◆ DIRECTIONS
Quote every line from the top of the listing down to and including the line that contains "to subscribers afterwards.".

◆ DATA EXTRACTS
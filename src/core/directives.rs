use bevy_ecs::prelude::*;
use serde::Serialize;

use crate::simulation::consent::Tint;
use crate::simulation::monologue::RevealedText;
use crate::simulation::popups::PopupId;

/// Display instruction emitted to the presentation layer.
#[derive(Debug, Clone, PartialEq, Serialize)]
#[serde(tag = "kind", rename_all = "snake_case")]
pub enum Directive {
    ConsentWindowShown,
    ConsentWindowHidden,
    BackgroundTint { tint: Tint },
    LogRain { lines: Vec<String> },
    ActionLogLine { line: String },
    PopupOpened { id: PopupId },
    PopupClosed { id: PopupId },
    PopupsCleared { ids: Vec<PopupId> },
    IntensityChanged { alpha: f32 },
    PromptRequested,
    PromptDismissed,
    DeclineMessage { decline_count: u32, text: String },
    SessionTerminal,
    MonologueLineRevealed(RevealedText),
    MonologueFinished,
}

/// Outbox filled while the world mutates, flushed to subscribers afterwards.
#[derive(Resource, Default, Debug)]
pub struct DirectiveLog(pub Vec<Directive>);

impl DirectiveLog {
    pub fn push(&mut self, directive: Directive) {
        self.0.push(directive);
    }

    pub fn drain(&mut self) -> Vec<Directive> {
        std::mem::take(&mut self.0)
    }
}

/// Receiver of directives, registered with `Session::subscribe`.
pub trait DirectiveSink {
    fn deliver(&mut self, directive: &Directive);
}

impl<F> DirectiveSink for F
where
    F: FnMut(&Directive),
{
    fn deliver(&mut self, directive: &Directive) {
        self(directive)
    }
}

#[derive(Debug, Clone, Copy, PartialEq, Eq, Hash)]
pub struct SubscriptionId(pub u64);
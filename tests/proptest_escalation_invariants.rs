//! Property-based invariants for the escalation core:
//!
//! 1. The alpha curve matches `clamp(count / threshold, 0, 1) * max_alpha`.
//! 2. The alpha curve is monotonic in the popup count.
//! 3. A non-positive threshold yields zero alpha and never fires.
//! 4. The one-shot monitor fires at most once, and only if the threshold is reached.
//! 5. Closing a popup while unfrozen always nets one more popup.
//! 6. Monologue reveals climb 1, 2, ..., L and end with the full script visible.

use std::cell::RefCell;
use std::rc::Rc;

use consent_cascade::simulation::intensity::intensity_alpha;
use consent_cascade::simulation::monologue::SequencerState;
use consent_cascade::simulation::threshold::ThresholdMonitor;
use consent_cascade::{Directive, ScriptLine, Session, SessionConfig};
use proptest::prelude::*;

fn script_strategy() -> impl Strategy<Value = Vec<ScriptLine>> {
    prop::collection::vec(("[a-zA-Z .,!?é]{1,12}", any::<bool>()), 1..5).prop_map(|lines| {
        lines
            .into_iter()
            .map(|(text, emphasis)| ScriptLine { text, emphasis })
            .collect()
    })
}

proptest! {
    #[test]
    fn alpha_matches_clamped_ratio(
        count in 0usize..500,
        threshold in 1i32..200,
        max_alpha in 0.0f32..=1.0,
    ) {
        let expected = (count as f32 / threshold as f32).clamp(0.0, 1.0) * max_alpha;
        let alpha = intensity_alpha(count, threshold, max_alpha);
        prop_assert!((alpha - expected).abs() < 1e-6);
        prop_assert!(alpha >= 0.0 && alpha <= max_alpha);
    }

    #[test]
    fn alpha_is_monotonic(count in 0usize..500, threshold in 1i32..200, max_alpha in 0.0f32..=1.0) {
        prop_assert!(
            intensity_alpha(count, threshold, max_alpha)
                <= intensity_alpha(count + 1, threshold, max_alpha)
        );
    }

    #[test]
    fn non_positive_threshold_is_inert(count in 0usize..10_000, threshold in -100i32..=0) {
        prop_assert_eq!(intensity_alpha(count, threshold, 0.5), 0.0);
        let mut monitor = ThresholdMonitor::new(threshold, true);
        prop_assert!(!monitor.evaluate(count));
    }

    #[test]
    fn one_shot_monitor_fires_at_most_once(
        threshold in 1i32..60,
        counts in prop::collection::vec(0usize..120, 1..80),
    ) {
        let mut monitor = ThresholdMonitor::new(threshold, false);
        let fires = counts.iter().filter(|count| monitor.evaluate(**count)).count();
        let reached = counts.iter().any(|count| *count >= threshold as usize);
        prop_assert_eq!(fires, usize::from(reached));
    }

    #[test]
    fn unfrozen_close_nets_plus_one(initial in 1usize..20, closes in 1usize..10) {
        let config = SessionConfig {
            prompt_threshold: 1_000,
            ..SessionConfig::default()
        };
        let mut session = Session::new(config, 0).unwrap();
        let mut open = session.spawn_popups(initial);
        for _ in 0..closes {
            let before = session.popup_count();
            let victim = open.remove(0);
            open.extend(session.on_popup_closed_by_user(victim));
            prop_assert_eq!(session.popup_count(), before + 1);
        }
    }

    #[test]
    fn monologue_reveal_is_monotonic_and_complete(
        script in script_strategy(),
        char_delay in 0u64..40,
        sentence_delay in 0u64..200,
        frames in prop::collection::vec(1u64..120, 1..16),
    ) {
        let expected: String = script.iter().map(|line| line.text.as_str()).collect();
        let total = expected.chars().count();
        let config = SessionConfig {
            prompt_threshold: 1,
            char_delay_ms: char_delay,
            sentence_delay_ms: sentence_delay,
            script,
            ..SessionConfig::default()
        };
        let mut session = Session::new(config, 0).unwrap();
        let visible = Rc::new(RefCell::new(Vec::new()));
        let sink = Rc::clone(&visible);
        session.subscribe(move |d: &Directive| {
            if let Directive::MonologueLineRevealed(text) = d {
                sink.borrow_mut().push(text.visible_chars);
            }
        });

        session.spawn_popups(1);
        prop_assert!(session.on_decision_accept());
        for dt in frames.iter().cycle().take(10_000) {
            session.tick(*dt);
            if session.sequencer_state() == SequencerState::Done {
                break;
            }
        }

        prop_assert_eq!(session.sequencer_state(), SequencerState::Done);
        let steps = visible.borrow().clone();
        prop_assert_eq!(steps, (1..=total).collect::<Vec<_>>());
        prop_assert_eq!(session.snapshot().monologue_text, expected);
    }
}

◆ ANSWER TO THIS EXERCISE
filename src/core/directives.rs
use bevy_ecs::prelude::*;
use serde::Serialize;

use crate::simulation::consent::Tint;
use crate::simulation::monologue::RevealedText;
use crate::simulation::popups::PopupId;

/// Display instruction emitted to the presentation layer.
#[derive(Debug, Clone, PartialEq, Serialize)]
#[serde(tag = "kind", rename_all = "snake_case")]
pub enum Directive {
    ConsentWindowShown,
    ConsentWindowHidden,
    BackgroundTint { tint: Tint },
    LogRain { lines: Vec<String> },
    ActionLogLine { line: String },
    PopupOpened { id: PopupId },
    PopupClosed { id: PopupId },
    PopupsCleared { ids: Vec<PopupId> },
    IntensityChanged { alpha: f32 },
    PromptRequested,
    PromptDismissed,
    DeclineMessage { decline_count: u32, text: String },
    SessionTerminal,
    MonologueLineRevealed(RevealedText),
    MonologueFinished,
}

/// Outbox filled while the world mutates, flushed to subscribers afterwards.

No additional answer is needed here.